So, when it comes to certain areas, I think too much. I can see this pretty plainly, and several of my friends can too, so I don't think I'm wrong in saying that.
I think too much by trying to analyze every single little detail and possible outcome of my actions. This results in me doing things I'd rather not do, I worry about everything I do, meaning I'm normally not all that relaxed, and because of those things I don't act like myself. I don't actually have fun very often. Being serious is over rated. Seriously. What is better- laughing at yourself for doing something silly and having a ton of good times to remember, or trying to decide if you did the best thing and not really being able to remember having fun with your friends?
OKay, I can see that I think too much in some ways and that it's not good. My question now is, how do I not do that?

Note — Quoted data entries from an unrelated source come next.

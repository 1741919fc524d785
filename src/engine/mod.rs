// ==========================================
// 牲畜称重管理系统 - 引擎层
// ==========================================
// 职责: 称重序列 -> 派生指标 (增重/健康/饲料/出栏/批次)
// 红线: Engine 不拼 SQL, 不做 I/O, 纯函数且无共享可变状态
// ==========================================

pub mod batch_summary;
pub mod chronology;
pub mod feed_performance;
pub mod growth;
pub mod health;
pub mod ready_to_sell;

// 重导出核心引擎
pub use batch_summary::BatchSummaryEngine;
pub use feed_performance::FeedPerformanceAggregator;
pub use growth::GrowthEngine;
pub use health::{HealthEngine, HealthFlagIter, HealthThresholds};
pub use ready_to_sell::{ReadyToSellEvaluator, SaleCandidate};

It's honestly about all I know how to do right now.
I'm not sure how to stop thinking and just enjoy myself, and so now I'm thinking even more in trying to figure this out....perhaps, if I just ask myself whenever I find myself in a situation I'm tempted to analyze, "what would I do if I didn't think it through?" And I know that's not what I should follow every time, because sometimes first instincts aren't good, but perhaps it would be better than making myself choose the harder thing every time.
On another note, my NaNo isn't going too well. I have trouble simply sitting down and doing it. There's so many distractions. I'm at about 6,000 words right now, when I should be at around 17,000.